My two dude roommates and I trash the stovetop on the regular and I can get it back to a point where it's fairly clean but there are these really stubborn scrubbing-resistant parts, mostly around the most-used burner. Any advice? (Besides not letting it get that bad in the first place.)
The bad news is that, judging from the state of my inbox, there is a serious epidemic of gunky stovetops plaguing The Hairpin Nation. The good news is that cleaning stovetops is a pretty easy proposition!
Start with an abrasive like Comet or Bon Ami — wet down the stove, sprinkle the Comet all over the place, and then get after it with a wet sponge. Once you get the cooked on gunk up you may still have some greasy residue, which you can hit with regular old oven cleaner. Just remember to open your windows and wear rubber gloves; oven cleaner is serious stuff.
If you’re opposed to chemical cleaners or are just looking to use up products you’ve got around the house, you can also try sprinkling baking soda all over the whole mess and then spritzing it with white vinegar. You’ll get a fun eruption of foam and hissing, which is always good for a thrill! Let it sit for about 15 minutes and then wipe it up. You may need to do more than one application, depending on how bad things are, but eventually it will cut through the crap.

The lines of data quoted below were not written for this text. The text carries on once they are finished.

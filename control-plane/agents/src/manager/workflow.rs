use super::MultishareOpsManager;
use crate::{
    controller::registry,
    errors::{ResourceKind, SvcError},
};
use share_port::types::v0::transport::{
    MultishareInstance, OperationId, OperationInfo, OperationKind, Share,
};

/// The resource a dispatched operation mutates.
#[derive(Debug, Clone)]
pub enum WorkflowTarget {
    /// An instance level operation.
    Instance(MultishareInstance),
    /// A share level operation.
    Share(Share),
}

/// Binds a dispatched operation id to the resource it mutates.
///
/// The manager releases its lock as soon as the workflow is returned; the
/// caller polls the operation to completion.
#[derive(Debug, Clone)]
pub struct Workflow {
    /// The resource being mutated.
    pub target: WorkflowTarget,
    /// What the operation does to the resource.
    pub kind: OperationKind,
    /// The cloud operation to poll.
    pub op: OperationId,
}

impl Workflow {
    /// The instance being mutated, for instance level workflows.
    pub fn instance(&self) -> Option<&MultishareInstance> {
        match &self.target {
            WorkflowTarget::Instance(instance) => Some(instance),
            WorkflowTarget::Share(_) => None,
        }
    }

    /// The share being mutated, for share level workflows.
    pub fn share(&self) -> Option<&Share> {
        match &self.target {
            WorkflowTarget::Instance(_) => None,
            WorkflowTarget::Share(share) => Some(share),
        }
    }
}

fn in_progress(op: &OperationInfo) -> SvcError {
    SvcError::OpInProgress {
        op_id: op.id.clone(),
        kind: op.kind,
        target: op.target.clone(),
    }
}

impl MultishareOpsManager {
    /// Dispatch an instance level operation once the interlocks clear.
    ///
    /// An instance op conflicts with any running op on the instance or on
    /// any of its shares.
    pub(super) async fn start_instance_workflow(
        &self,
        instance: MultishareInstance,
        kind: OperationKind,
        ops: &[OperationInfo],
    ) -> Result<Workflow, SvcError> {
        if let Some(op) = registry::instance_or_child_op(&instance, ops) {
            return Err(in_progress(op));
        }

        let op = match kind {
            OperationKind::InstanceCreate => self.cloud.start_create_instance_op(&instance).await?,
            OperationKind::InstanceUpdate => self.cloud.start_resize_instance_op(&instance).await?,
            OperationKind::InstanceDelete => self.cloud.start_delete_instance_op(&instance).await?,
            kind => {
                return Err(SvcError::UnknownWorkflowKind {
                    resource: ResourceKind::Instance,
                    kind,
                })
            }
        };

        tracing::info!(op = %op.name, instance = %instance, %kind, "Started instance operation");
        Ok(Workflow {
            target: WorkflowTarget::Instance(instance),
            kind,
            op: op.name,
        })
    }

    /// Dispatch a share level operation once the interlocks clear.
    ///
    /// A share op conflicts with a running op on the hosting instance itself
    /// and with any running op on the same share; ops on sibling shares do
    /// not conflict.
    pub(super) async fn start_share_workflow(
        &self,
        share: Share,
        kind: OperationKind,
        ops: &[OperationInfo],
    ) -> Result<Workflow, SvcError> {
        if let Some(op) = registry::instance_op(&share.parent, ops) {
            return Err(in_progress(op));
        }
        if let Some(op) = registry::share_op(&share, ops) {
            return Err(in_progress(op));
        }

        let op = match kind {
            OperationKind::ShareCreate => self.cloud.start_create_share_op(&share).await?,
            OperationKind::ShareUpdate => self.cloud.start_resize_share_op(&share).await?,
            OperationKind::ShareDelete => self.cloud.start_delete_share_op(&share).await?,
            kind => {
                return Err(SvcError::UnknownWorkflowKind {
                    resource: ResourceKind::Share,
                    kind,
                })
            }
        };

        tracing::info!(op = %op.name, share = %share.name, instance = %share.parent, %kind, "Started share operation");
        Ok(Workflow {
            target: WorkflowTarget::Share(share),
            kind,
            op: op.name,
        })
    }
}
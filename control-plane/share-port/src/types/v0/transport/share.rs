use super::{transport_string_id, MultishareInstance};
use serde::{Deserialize, Serialize};
use std::collections::HashMap;

transport_string_id!(ShareName, "Name of a share, unique across the cluster");

impl ShareName {
    /// Derive the canonical share name from a CSI volume name.
    ///
    /// The cloud restricts share names to `[a-z0-9_]`, volume names are
    /// kubernetes object names. The transform must stay deterministic so that
    /// retried creates for the same volume converge onto one share.
    pub fn from_volume(volume_name: &str) -> Self {
        Self(volume_name.to_ascii_lowercase().replace('-', "_"))
    }
}

/// A logical volume carved out of a multishare instance.
#[derive(Serialize, Deserialize, Default, Debug, Clone, Eq, PartialEq)]
#[serde(rename_all = "camelCase")]
pub struct Share {
    /// Share name, unique across the cluster.
    pub name: ShareName,
    /// The instance hosting this share.
    pub parent: MultishareInstance,
    /// Capacity of the share.
    pub capacity_bytes: u64,
    /// Export name the workload mounts.
    pub mount_name: String,
    /// Cloud labels attached to the share.
    pub labels: HashMap<String, String>,
    /// Snapshot the share is restored from, if any.
    pub source_snapshot_id: Option<String>,
}

impl Share {
    /// A new share descriptor bound to the given instance.
    pub fn on_instance(
        name: ShareName,
        parent: &MultishareInstance,
        capacity_bytes: u64,
        labels: HashMap<String, String>,
        source_snapshot_id: Option<String>,
    ) -> Self {
        Self {
            mount_name: name.to_string(),
            name,
            parent: parent.clone(),
            capacity_bytes,
            labels,
            source_snapshot_id,
        }
    }

    /// The canonical resource URI inspected by the operation interlocks.
    pub fn uri(&self) -> String {
        format!("{}/shares/{}", self.parent.uri(), self.name)
    }
}

/// Accessibility constraints of a create request, as zones the workload may
/// be scheduled into.
#[derive(Serialize, Deserialize, Default, Debug, Clone, Eq, PartialEq)]
pub struct TopologyRequirement {
    /// Zones the provisioned share must be reachable from.
    pub zones: Vec<String>,
}

/// The validated create request handed over by the CSI frontend.
#[derive(Serialize, Deserialize, Default, Debug, Clone, Eq, PartialEq)]
#[serde(rename_all = "camelCase")]
pub struct CreateShareRequest {
    /// The CSI volume name, e.g. `pvc-<uuid>`.
    pub name: String,
    /// Requested share capacity.
    pub capacity_bytes: u64,
    /// Storage class parameters, passed through verbatim.
    pub parameters: HashMap<String, String>,
    /// Accessibility requirement, if the cluster constrains placement.
    pub topology: Option<TopologyRequirement>,
}
//! The serialization point for all instance and share mutations.
//!
//! Every entry point takes the manager-wide lock for its full duration, so
//! within one driver replica "decide, then start the op" is atomic. Across
//! replicas the freshly listed op snapshot is the only defence and the
//! cloud's one-op-per-resource rule is the backstop; the resulting aborts
//! are surfaced for the CSI outer loop to retry.

mod workflow;

pub use workflow::{Workflow, WorkflowTarget};

use crate::{
    cloud::{CloudFileApi, IpAllocator},
    config::OpsManagerConfig,
    context::CreateParams,
    controller::{registry, registry::OperationRegistry, scheduling},
    errors::SvcError,
    instance::capacity,
    topology,
};
use ipnetwork::Ipv4Network;
use rand::seq::SliceRandom;
use share_port::types::v0::transport::{
    ConnectMode, CreateShareRequest, ListFilter, MultishareInstance, OperationKind, Share,
    ShareName,
};
use std::sync::Arc;

/// Result of a placement request: either a freshly started workflow, or the
/// share which already satisfies the request.
#[derive(Debug, Clone)]
pub enum ShareCreateOutcome {
    /// A workflow was dispatched; the caller polls it and retries.
    Workflow(Workflow),
    /// The share already exists on a matching instance.
    Existing(Share),
}

/// Manages the lifecycle of all instance and share operations.
pub struct MultishareOpsManager {
    /// Serializes all placement and dispatch decisions of this replica.
    lock: tokio::sync::Mutex<()>,
    pub(crate) cloud: Arc<dyn CloudFileApi>,
    allocator: Arc<dyn IpAllocator>,
    registry: OperationRegistry,
    config: OpsManagerConfig,
}

impl MultishareOpsManager {
    /// A manager driving the given cloud with the given allocator.
    pub fn new(
        cloud: Arc<dyn CloudFileApi>,
        allocator: Arc<dyn IpAllocator>,
        config: OpsManagerConfig,
    ) -> Self {
        Self {
            lock: tokio::sync::Mutex::new(()),
            registry: OperationRegistry::new(cloud.clone(), config.project()),
            cloud,
            allocator,
            config,
        }
    }

    /// Place a new share, creating or expanding an instance when needed.
    ///
    /// Serves CreateVolume. Returns the existing share when a previous
    /// attempt already created it, an instance workflow when room must be
    /// made first (the caller retries once it completes), or the share
    /// create workflow itself.
    pub async fn place_share(
        &self,
        request: &CreateShareRequest,
        template: &MultishareInstance,
        source_snapshot_id: Option<String>,
    ) -> Result<ShareCreateOutcome, SvcError> {
        let _guard = self.lock.lock().await;

        let share_name = ShareName::from_volume(&request.name);
        let params = CreateParams::try_from(&request.parameters)?;
        let regions = topology::allowed_regions(request.topology.as_ref(), self.config.zone())?;

        let ops = self.registry.snapshot().await?;
        if let Some(op) = registry::share_create_for_name(&share_name, &ops) {
            tracing::info!(op = %op.id, share = %share_name, "Share create already in progress");
            return Err(SvcError::ShareCreateInProgress {
                share: share_name,
                op_id: op.id.clone(),
            });
        }

        // A share of the same name on any matching-protocol instance means a
        // previous attempt won the race: report it as created.
        for region in &regions {
            let shares = self
                .cloud
                .list_shares(&ListFilter::location(self.config.project(), region))
                .await?;
            if let Some(existing) = shares
                .into_iter()
                .find(|share| share.name == share_name && share.parent.protocol == template.protocol)
            {
                return Ok(ShareCreateOutcome::Existing(existing));
            }
        }

        let eligible = scheduling::instance_candidates(
            self.cloud.as_ref(),
            &self.config,
            &params,
            template,
            &regions,
            &ops,
        )
        .await?;

        // Uniform-random choice spreads concurrent placements from separate
        // replicas across instances better than a deterministic first-fit.
        let host = eligible.choose(&mut rand::thread_rng()).cloned();
        if let Some(mut host) = host {
            tracing::info!(share = %share_name, instance = %host, "Placing share");
            let share = Share::on_instance(
                share_name,
                &host,
                request.capacity_bytes,
                Default::default(),
                source_snapshot_id,
            );

            let share_total = self.share_capacity_total(&host).await?;
            if let Some(target) = capacity::expansion_target(
                host.capacity_bytes,
                share_total,
                share.capacity_bytes,
                capacity::step_bytes(&host),
            ) {
                host.capacity_bytes = target;
                let workflow = self
                    .start_instance_workflow(host, OperationKind::InstanceUpdate, &ops)
                    .await?;
                return Ok(ShareCreateOutcome::Workflow(workflow));
            }

            let workflow = self
                .start_share_workflow(share, OperationKind::ShareCreate, &ops)
                .await?;
            return Ok(ShareCreateOutcome::Workflow(workflow));
        }

        // No instance can take the share: create one from the template.
        let mut instance = template.clone();
        if instance.network.connect_mode == ConnectMode::PrivateServiceAccess {
            if let Some(range) = params.reserved_ip_range() {
                if range.parse::<Ipv4Network>().is_ok() {
                    return Err(SvcError::NamedRangeExpected {
                        range: range.to_string(),
                    });
                }
                instance.network.reserved_ip_range = range.to_string();
            }
        } else if let Some(cidr) = params.reserved_ipv4_cidr() {
            let range = self.allocator.reserve(&instance, cidr).await?;
            instance.network.reserved_ip_range = range.to_string();
            let result = self
                .start_instance_workflow(instance, OperationKind::InstanceCreate, &ops)
                .await;
            // Whether the create started or failed, the cloud now owns the
            // range through the instance's own state; drop the local lease.
            self.allocator.release(range).await;
            return result.map(ShareCreateOutcome::Workflow);
        }

        let workflow = self
            .start_instance_workflow(instance, OperationKind::InstanceCreate, &ops)
            .await?;
        Ok(ShareCreateOutcome::Workflow(workflow))
    }

    /// Dispatch a share create for a placement decided earlier.
    ///
    /// Used to resume a creation when the caller already holds the share
    /// descriptor; the interlocks are still verified under the lock.
    pub async fn start_share_create(&self, share: &Share) -> Result<Workflow, SvcError> {
        let _guard = self.lock.lock().await;
        let ops = self.registry.snapshot().await?;
        self.start_share_workflow(share.clone(), OperationKind::ShareCreate, &ops)
            .await
    }

    /// Dispatch a share resize for an expansion decided earlier.
    pub async fn start_share_expand(
        &self,
        share: &Share,
        required_bytes: u64,
    ) -> Result<Workflow, SvcError> {
        let _guard = self.lock.lock().await;
        let ops = self.registry.snapshot().await?;
        let mut share = share.clone();
        share.capacity_bytes = required_bytes;
        self.start_share_workflow(share, OperationKind::ShareUpdate, &ops)
            .await
    }

    /// Grow a share to `required_bytes`, expanding the hosting instance
    /// first when it lacks headroom.
    ///
    /// Joins an already running resize of the same share instead of
    /// dispatching a second one.
    pub async fn expand_share(
        &self,
        share: &Share,
        required_bytes: u64,
    ) -> Result<Workflow, SvcError> {
        let _guard = self.lock.lock().await;
        let ops = self.registry.snapshot().await?;

        if let Some(op) = registry::share_op_of_kind(share, OperationKind::ShareUpdate, &ops) {
            return Ok(Workflow {
                target: WorkflowTarget::Share(share.clone()),
                kind: op.kind,
                op: op.id.clone(),
            });
        }

        if let Some(op) = registry::instance_or_child_op(&share.parent, &ops) {
            tracing::info!(instance = %share.parent, op = %op.id, "Instance busy, aborting share expansion");
            return Err(SvcError::OpInProgress {
                op_id: op.id.clone(),
                kind: op.kind,
                target: op.target.clone(),
            });
        }

        // Re-read the instance: its capacity may have changed since the
        // share descriptor was cut.
        let instance = self.cloud.get_instance(&share.parent).await?;
        let share_total = self.share_capacity_total(&instance).await?;
        let needed = required_bytes.saturating_sub(share.capacity_bytes);
        if let Some(target) = capacity::expansion_target(
            instance.capacity_bytes,
            share_total,
            needed,
            capacity::step_bytes(&instance),
        ) {
            let mut instance = instance;
            instance.capacity_bytes = target;
            return self
                .start_instance_workflow(instance, OperationKind::InstanceUpdate, &ops)
                .await;
        }

        let mut share = share.clone();
        share.capacity_bytes = required_bytes;
        self.start_share_workflow(share, OperationKind::ShareUpdate, &ops)
            .await
    }

    /// Delete a share, joining an already running delete of it.
    pub async fn delete_share(&self, share: &Share) -> Result<Workflow, SvcError> {
        let _guard = self.lock.lock().await;
        let ops = self.registry.snapshot().await?;

        if let Some(op) = registry::share_op_of_kind(share, OperationKind::ShareDelete, &ops) {
            return Ok(Workflow {
                target: WorkflowTarget::Share(share.clone()),
                kind: op.kind,
                op: op.id.clone(),
            });
        }

        self.start_share_workflow(share.clone(), OperationKind::ShareDelete, &ops)
            .await
    }

    /// Delete or shrink an instance whose shares have drained.
    ///
    /// Returns `None` when there is nothing to do: the instance is gone,
    /// it is already at its aligned floor, or its shares still fill it.
    /// Not-found anywhere on this path reads as "already reconciled".
    pub async fn reconcile_instance(
        &self,
        instance: &MultishareInstance,
    ) -> Result<Option<Workflow>, SvcError> {
        let _guard = self.lock.lock().await;
        let ops = self.registry.snapshot().await?;

        if let Some(op) = registry::instance_or_child_op(instance, &ops) {
            return Err(SvcError::OpInProgress {
                op_id: op.id.clone(),
                kind: op.kind,
                target: op.target.clone(),
            });
        }

        let instance = match self.cloud.get_instance(instance).await {
            Ok(instance) => instance,
            Err(SvcError::NotFound { .. }) => return Ok(None),
            Err(error) => return Err(error),
        };

        let shares = match self.cloud.list_shares(&ListFilter::instance(&instance)).await {
            Ok(shares) => shares,
            Err(SvcError::NotFound { .. }) => return Ok(None),
            Err(error) => return Err(error),
        };

        if shares.is_empty() {
            tracing::info!(instance = %instance, "Instance drained, deleting");
            return swallow_not_found(
                self.start_instance_workflow(instance, OperationKind::InstanceDelete, &ops)
                    .await,
            );
        }

        let share_total = shares.iter().map(|share| share.capacity_bytes).sum();
        if let Some(target) = capacity::shrink_target(
            instance.capacity_bytes,
            share_total,
            capacity::step_bytes(&instance),
        ) {
            tracing::info!(instance = %instance, target, "Shrinking drained instance");
            let mut instance = instance;
            instance.capacity_bytes = target;
            return swallow_not_found(
                self.start_instance_workflow(instance, OperationKind::InstanceUpdate, &ops)
                    .await,
            );
        }

        Ok(None)
    }

    /// Sum of the share capacities currently carved from the instance.
    async fn share_capacity_total(&self, instance: &MultishareInstance) -> Result<u64, SvcError> {
        let shares = self.cloud.list_shares(&ListFilter::instance(instance)).await?;
        Ok(shares.iter().map(|share| share.capacity_bytes).sum())
    }
}

/// Idempotent delete/shrink: a resource vanishing mid-reconcile means the
/// state the caller wanted is already reached.
fn swallow_not_found(result: Result<Workflow, SvcError>) -> Result<Option<Workflow>, SvcError> {
    match result {
        Ok(workflow) => Ok(Some(workflow)),
        Err(SvcError::NotFound { .. }) => Ok(None),
        Err(error) => Err(error),
    }
}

And now if you’ll excuse me, I’m going to go sprinkle my boss with baking soda and mist her with vinegar.
I bought a pair of used bike shorts at the local Goodwill. Is there anyway to clean them? I want to wear them but am a little grossed about because the previous owner definitely sweated in them!! Any tips would be great!
Putting aside the question of whether one should purchase used sporting wear (mine is not to judge, only to guide and evangelize), the realities of exercise gear crotch-al stench are something that I’m sure most everyone can identify with.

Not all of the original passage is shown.